> **Work task**: For the data below, the lines that hold "instance" should be counted; only the resulting number is expected.

> **Data to use**:
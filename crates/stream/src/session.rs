//! Subscription sessions.
//!
//! A session is a server-side cursor over one stream. Long-poll sessions are
//! driven by the consumer: poll returns records past the acknowledged offset
//! and an explicit ack moves it forward. Push sessions are driven by writes:
//! after each append the server POSTs new records to the session's callback
//! and a 2xx reply counts as the ack.
//!
//! Every interaction renews a session's liveness deadline. Deadlines live in
//! an [`AlarmScheduler`]; when one fires exactly that session is reclaimed and
//! its capacity returned.
//!
//! A session follows one instance of its stream. Once that instance expires,
//! is deleted or is replaced, the session is closed: eagerly through
//! [`SessionManager::close_stale`], or on its next poll, ack or delivery.
//!
//! Push deliveries to one session are serialized on its lane. A notify that
//! finds a delivery already running waits for it and then delivers whatever
//! is still unacknowledged, so every caller sees the outcome for its records.

use std::{
    collections::HashMap,
    sync::{Arc, Weak},
    time::Duration,
};

use bytes::Bytes;
use durastream_types::{DeliveryMode, Offset, SessionInfo, headers};
use futures::future::{BoxFuture, join_all};
use parking_lot::Mutex;
use tokio::{
    sync::Mutex as Lane,
    time::{Instant, timeout},
};
use tracing::{debug, info, warn};

use crate::{
    bounded::BoundedMap,
    error::ApiError,
    manager::StreamManager,
    scheduler::AlarmScheduler,
    types::{ReadFrom, StreamKey},
};

/// Capacity and timing limits for sessions.
#[derive(Debug, Clone)]
pub struct SessionLimits {
    pub max_sessions: usize,
    pub max_per_stream: usize,
    pub max_per_project: usize,
    /// Idle time after which a session is reclaimed.
    pub ttl: Duration,
    /// Upper bound on one push delivery.
    pub notify_timeout: Duration,
}

impl Default for SessionLimits {
    fn default() -> Self {
        Self {
            max_sessions: 10_000,
            max_per_stream: 1_000,
            max_per_project: 5_000,
            ttl: Duration::from_secs(60),
            notify_timeout: Duration::from_secs(5),
        }
    }
}

/// One batch pushed to a subscriber callback.
#[derive(Debug, Clone)]
pub struct Delivery {
    pub callback: String,
    pub session_id: String,
    pub stream: StreamKey,
    pub content_type: String,
    pub next_offset: Offset,
    pub body: Bytes,
}

#[derive(Debug, Clone, PartialEq, Eq, thiserror::Error)]
pub enum NotifyError {
    #[error("delivery timed out")]
    Timeout,
    #[error("delivery failed: {0}")]
    Network(String),
}

/// Transport for push deliveries. Resolves to the subscriber's HTTP status.
pub trait Notifier: Send + Sync {
    fn deliver(&self, delivery: Delivery) -> BoxFuture<'static, Result<u16, NotifyError>>;
}

/// Delivers batches with an HTTP POST.
#[derive(Clone, Default)]
pub struct HttpNotifier {
    client: reqwest::Client,
}

impl HttpNotifier {
    pub fn new(client: reqwest::Client) -> Self {
        Self { client }
    }
}

impl Notifier for HttpNotifier {
    fn deliver(&self, delivery: Delivery) -> BoxFuture<'static, Result<u16, NotifyError>> {
        let request = self
            .client
            .post(&delivery.callback)
            .header(reqwest::header::CONTENT_TYPE, delivery.content_type)
            .header(headers::STREAM_NEXT_OFFSET, delivery.next_offset.to_string())
            .header(headers::FANOUT_SESSION_ID, delivery.session_id)
            .header(headers::STREAM_PROJECT, delivery.stream.project)
            .body(delivery.body);

        Box::pin(async move {
            match request.send().await {
                Ok(response) => Ok(response.status().as_u16()),
                Err(e) if e.is_timeout() => Err(NotifyError::Timeout),
                Err(e) => Err(NotifyError::Network(e.to_string())),
            }
        })
    }
}

impl NotifyError {
    fn into_api_error(self) -> ApiError {
        match self {
            NotifyError::Timeout => ApiError::Notify {
                status: 504,
                message: "subscriber did not answer in time".to_string(),
            },
            NotifyError::Network(message) => ApiError::Notify {
                status: 502,
                message,
            },
        }
    }
}

#[derive(Debug, Clone)]
struct Session {
    id: String,
    key: StreamKey,
    mode: DeliveryMode,
    callback: Option<String>,
    /// Position just past the last acknowledged record.
    last_offset: Offset,
    deadline: Instant,
    /// Held for the whole of a push drain.
    lane: Arc<Lane<()>>,
}

impl Session {
    fn info(&self, now: Instant) -> SessionInfo {
        SessionInfo {
            id: self.id.clone(),
            project: self.key.project.clone(),
            stream: self.key.stream.clone(),
            mode: self.mode,
            last_offset: self.last_offset,
            expires_in_ms: self.deadline.saturating_duration_since(now).as_millis() as u64,
            callback: self.callback.clone(),
        }
    }
}

struct SessionTable {
    sessions: BoundedMap<String, Session>,
    per_stream: HashMap<StreamKey, usize>,
    per_project: HashMap<String, usize>,
}

impl SessionTable {
    fn remove(&mut self, id: &str) -> Option<Session> {
        let session = self.sessions.remove(&id.to_string())?;
        decrement(&mut self.per_stream, &session.key);
        decrement(&mut self.per_project, &session.key.project);
        Some(session)
    }
}

fn decrement<K: std::hash::Hash + Eq>(counts: &mut HashMap<K, usize>, key: &K) {
    if let Some(count) = counts.get_mut(key) {
        *count = count.saturating_sub(1);
        if *count == 0 {
            counts.remove(key);
        }
    }
}

/// Registration parameters.
#[derive(Debug, Clone)]
pub struct Subscribe {
    pub key: StreamKey,
    pub mode: DeliveryMode,
    pub callback: Option<String>,
    pub from: ReadFrom,
}

pub struct SessionManager {
    streams: Arc<StreamManager>,
    table: Mutex<SessionTable>,
    alarms: AlarmScheduler<String>,
    notifier: Arc<dyn Notifier>,
    limits: SessionLimits,
}
/// GET /v1/sessions/{sid} - Poll without advancing
async fn handle_poll(
    State(state): State<AppState>,
    Path(sid): Path<String>,
    Query(query): Query<SessionQuery>,
    headers: HeaderMap,
) -> Result<Response, ApiError> {
    owned_session(&state, &headers, &sid)?;

    let wait = query
        .timeout_ms
        .map(Duration::from_millis)
        .unwrap_or_else(|| state.options.long_poll_timeout())
        .min(state.options.long_poll_timeout());
    let (info, result) = state.sessions.poll(&sid, wait, query.limit).await?;

    match result {
        Some(result) => finish(
            Response::builder()
                .status(StatusCode::OK)
                .header(header::CONTENT_TYPE, &result.content_type)
                .header(headers::STREAM_NEXT_OFFSET, result.next_offset.to_string())
                .header(headers::STREAM_UP_TO_DATE, result.up_to_date.to_string())
                .header(headers::FANOUT_SESSION_ID, &info.id),
            Body::from(result.body()),
        ),
        None => finish(
            Response::builder()
                .status(StatusCode::NO_CONTENT)
                .header(headers::STREAM_NEXT_OFFSET, info.last_offset.to_string())
                .header(headers::STREAM_UP_TO_DATE, "true")
                .header(headers::FANOUT_SESSION_ID, &info.id),
            Body::empty(),
        ),
    }
}

/// POST /v1/sessions/{sid}/ack - Advance and renew
async fn handle_ack(
    State(state): State<AppState>,
    Path(sid): Path<String>,
    Query(query): Query<SessionQuery>,
    headers: HeaderMap,
) -> Result<Response, ApiError> {
    owned_session(&state, &headers, &sid)?;

    let raw = header_str(&headers, headers::FANOUT_ACK_OFFSET)
        .map(String::from)
        .or(query.offset)
        .ok_or_else(|| ApiError::InvalidRequest("Missing ack offset".to_string()))?;
    let offset: Offset = raw.parse()?;

    let info = state.sessions.ack(&sid, offset)?;
    Ok(axum::Json(info).into_response())
}
//! HTTP header names used by the stream protocol.
//!
//! All protocol headers use the `Stream-*` / `Stream-Fanout-*` prefixes.

pub const STREAM_NEXT_OFFSET: &str = "Stream-Next-Offset";
/// Offset assigned to the record written by an append.
pub const STREAM_OFFSET: &str = "Stream-Offset";
pub const STREAM_TTL: &str = "Stream-TTL";
pub const STREAM_EXPIRES_AT: &str = "Stream-Expires-At";
pub const STREAM_WRITE_TIMESTAMP: &str = "Stream-Write-Timestamp";
pub const STREAM_UP_TO_DATE: &str = "Stream-Up-To-Date";
/// Writer coordination sequence; must increase strictly per stream.
pub const STREAM_SEQ: &str = "Stream-Seq";
pub const STREAM_READER_KEY: &str = "Stream-Reader-Key";
pub const STREAM_PROJECT: &str = "Stream-Project";
/// `HIT`, `MISS` or `COLLAPSED`, describing how a read was served.
pub const STREAM_CACHE: &str = "Stream-Cache";

pub const FANOUT_SESSION_ID: &str = "Stream-Fanout-Session-Id";
pub const FANOUT_MODE: &str = "Stream-Fanout-Mode";
pub const FANOUT_CALLBACK: &str = "Stream-Fanout-Callback";
pub const FANOUT_ACK_OFFSET: &str = "Stream-Fanout-Ack-Offset";
pub const FANOUT_DELIVERED: &str = "Stream-Fanout-Delivered";

/// Headers browsers must be allowed to read from responses.
pub const EXPOSED: &[&str] = &[
    STREAM_NEXT_OFFSET,
    STREAM_OFFSET,
    STREAM_WRITE_TIMESTAMP,
    STREAM_UP_TO_DATE,
    STREAM_CACHE,
    FANOUT_SESSION_ID,
    FANOUT_DELIVERED,
    "ETag",
];
//! Write fan-out.
//!
//! Every successful append is followed by the same two steps: invalidate the
//! read cache for the stream, then hand new records to push sessions. Plain
//! appends run the notify step in the background; publish waits for it and
//! reports the first delivery failure to the caller.

use std::sync::Arc;

use bytes::Bytes;
use tracing::{debug, warn};

use crate::{
    cache::ReadCollapser,
    error::ApiError,
    manager::StreamManager,
    session::SessionManager,
    types::{AppendOutcome, CreateOptions, StreamKey},
    validator::validate_append_body,
};

#[derive(Debug, Clone)]
pub struct PublishRequest {
    pub key: StreamKey,
    pub data: Bytes,
    pub content_type: Option<String>,
    pub seq: Option<String>,
    /// Used when the stream does not exist yet.
    pub create: CreateOptions,
}

#[derive(Debug, Clone)]
pub struct PublishOutcome {
    pub append: AppendOutcome,
    pub created: bool,
}

#[derive(Clone)]
pub struct Publisher {
    streams: Arc<StreamManager>,
    cache: ReadCollapser,
    sessions: Arc<SessionManager>,
}

impl Publisher {
    pub fn new(
        streams: Arc<StreamManager>,
        cache: ReadCollapser,
        sessions: Arc<SessionManager>,
    ) -> Self {
        Self {
            streams,
            cache,
            sessions,
        }
    }

    /// Ensure the stream exists, append, then notify push sessions.
    pub async fn publish(&self, request: PublishRequest) -> Result<PublishOutcome, ApiError> {
        let content_type = match self.streams.meta(&request.key).await {
            Ok(meta) => meta.content_type,
            Err(ApiError::NotFound(_)) => request.create.resolved_content_type(),
            Err(e) => return Err(e),
        };
        validate_append_body(&request.data, &content_type)?;

        let created = match self.streams.create(&request.key, request.create).await {
            Ok(outcome) => outcome.is_created(),
            // Live with other settings; publish only needs it to exist.
            Err(ApiError::AlreadyExists(_)) => false,
            Err(e) => return Err(e),
        };
        if created {
            self.after_reset(&request.key);
        }

        let append = self
            .streams
            .append(&request.key, request.data, request.content_type, request.seq)
            .await?;
        self.cache.on_append(&request.key, &append);

        debug!(stream = %request.key, offset = %append.next_offset, created, "Published");
        self.sessions.notify(&request.key).await?;

        Ok(PublishOutcome { append, created })
    }

    /// Follow-up for appends that did not come through [`Publisher::publish`].
    pub fn after_append(&self, key: &StreamKey, outcome: &AppendOutcome) {
        self.cache.on_append(key, outcome);

        let sessions = self.sessions.clone();
        let key = key.clone();
        tokio::spawn(async move {
            if let Err(e) = sessions.notify(&key).await {
                warn!(stream = %key, error = %e, "Background push delivery failed");
            }
        });
    }

    /// Follow-up for create and delete. Sessions of the previous instance
    /// are closed.
    pub fn after_reset(&self, key: &StreamKey) {
        self.cache.on_reset(key);
        let closed = self.sessions.close_stale(key);
        if closed > 0 {
            debug!(stream = %key, closed, "Closed sessions of a previous instance");
        }
    }
}

#[cfg(test)]
mod tests {
    use std::time::Duration;

    use durastream_types::{DeliveryMode, Offset};

    use super::*;
    use crate::{
        cache::{CollapserOptions, MemoryEdgeCache},
        session::{
            Notifier, NotifyError, SessionLimits, Subscribe,
            tests::{GatedNotifier, MockNotifier},
        },
        types::ReadFrom,
    };

    fn key() -> StreamKey {
        StreamKey::new("acme", "events")
    }

    fn publisher(notifier: Arc<dyn Notifier>) -> (Publisher, Arc<SessionManager>) {
        let streams = Arc::new(StreamManager::default());
        let cache = ReadCollapser::new(
            streams.clone(),
            Arc::new(MemoryEdgeCache::new(16)),
            CollapserOptions {
                prewarm: false,
                ..Default::default()
            },
        );
        let sessions = SessionManager::new(streams.clone(), notifier, SessionLimits::default());
        (Publisher::new(streams, cache, sessions.clone()), sessions)
    }

    fn request(data: &'static [u8]) -> PublishRequest {
        PublishRequest {
            key: key(),
            data: Bytes::from_static(data),
            content_type: None,
            seq: None,
            create: CreateOptions {
                content_type: Some("application/json".to_string()),
                ..Default::default()
            },
        }
    }

    #[tokio::test]
    async fn test_publish_creates_on_first_use() {
        let (publisher, _) = publisher(MockNotifier::answering(Ok(200)));
        let first = publisher.publish(request(b"{\"n\":1}")).await.unwrap();
        assert!(first.created);
        assert_eq!(first.append.offset, Offset::ZERO);

        let second = publisher.publish(request(b"{\"n\":2}")).await.unwrap();
        assert!(!second.created);
        assert_eq!(second.append.next_offset, Offset::new(0, 2));
    }

    #[tokio::test]
    async fn test_publish_validates_against_stream_type() {
        let (publisher, _) = publisher(MockNotifier::answering(Ok(200)));
        let err = publisher.publish(request(b"not json")).await.unwrap_err();
        assert!(matches!(err, ApiError::InvalidRequest(_)));
        // Rejected before the stream was created.
        assert!(publisher.streams.meta(&key()).await.is_err());
    }

    #[tokio::test]
    async fn test_publish_appends_before_notifying() {
        let notifier = MockNotifier::answering(Ok(200));
        let (publisher, sessions) = publisher(notifier.clone());
        publisher.publish(request(b"{\"n\":1}")).await.unwrap();
        sessions
            .subscribe(Subscribe {
                key: key(),
                mode: DeliveryMode::Push,
                callback: Some("http://hook.test/".to_string()),
                from: ReadFrom::Start,
            })
            .await
            .unwrap();

        publisher.publish(request(b"{\"n\":2}")).await.unwrap();
        let deliveries = notifier.deliveries.lock();
        assert_eq!(deliveries.len(), 1);
        // The delivery already contains the record that triggered it.
        assert_eq!(&deliveries[0].body[..], b"[{\"n\":1},{\"n\":2}]");
        assert_eq!(deliveries[0].next_offset, Offset::new(0, 2));
    }

    #[tokio::test]
    async fn test_publish_surfaces_notify_failure() {
        let notifier = MockNotifier::answering(Err(NotifyError::Timeout));
        let (publisher, sessions) = publisher(notifier);
        publisher.publish(request(b"{\"n\":1}")).await.unwrap();
        sessions
            .subscribe(Subscribe {
                key: key(),
                mode: DeliveryMode::Push,
                callback: Some("http://hook.test/".to_string()),
                from: ReadFrom::Start,
            })
            .await
            .unwrap();

        let err = publisher.publish(request(b"{\"n\":2}")).await.unwrap_err();
        assert_eq!(err.status(), axum::http::StatusCode::GATEWAY_TIMEOUT);
    }

    fn push() -> Subscribe {
        Subscribe {
            key: key(),
            mode: DeliveryMode::Push,
            callback: Some("http://hook.test/".to_string()),
            from: ReadFrom::Start,
        }
    }

    #[tokio::test(start_paused = true)]
    async fn test_republish_after_expiry_closes_old_sessions() {
        let notifier = MockNotifier::answering(Ok(200));
        let (publisher, sessions) = publisher(notifier.clone());
        let short = PublishRequest {
            create: CreateOptions {
                ttl_seconds: Some(1),
                ..request(b"").create
            },
            ..request(b"{\"n\":1}")
        };
        publisher.publish(short.clone()).await.unwrap();
        let session = sessions.subscribe(push()).await.unwrap();

        tokio::time::sleep(Duration::from_millis(1500)).await;
        let again = publisher.publish(short).await.unwrap();
        assert!(again.created);
        assert_eq!(again.append.offset, Offset::new(1, 0));
        assert!(sessions.get(&session.id).is_err());
        assert_eq!(notifier.calls.load(std::sync::atomic::Ordering::SeqCst), 0);
    }

    #[tokio::test]
    async fn test_publish_waits_for_background_delivery() {
        let notifier = GatedNotifier::answering(500);
        let (publisher, sessions) = publisher(notifier.clone());
        publisher.publish(request(b"{\"n\":1}")).await.unwrap();
        sessions.subscribe(push()).await.unwrap();

        let outcome = publisher
            .streams
            .append(&key(), Bytes::from_static(b"{\"n\":2}"), None, None)
            .await
            .unwrap();
        publisher.after_append(&key(), &outcome);
        while notifier.calls() == 0 {
            tokio::task::yield_now().await;
        }

        // The background delivery is held at the subscriber.
        let publishing = {
            let publisher = publisher.clone();
            tokio::spawn(async move { publisher.publish(request(b"{\"n\":3}")).await })
        };
        tokio::task::yield_now().await;
        notifier.release();

        let err = publishing.await.unwrap().unwrap_err();
        assert_eq!(err.status(), axum::http::StatusCode::INTERNAL_SERVER_ERROR);
        assert_eq!(notifier.calls(), 2);
    }
}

> **Reply to the task**: 3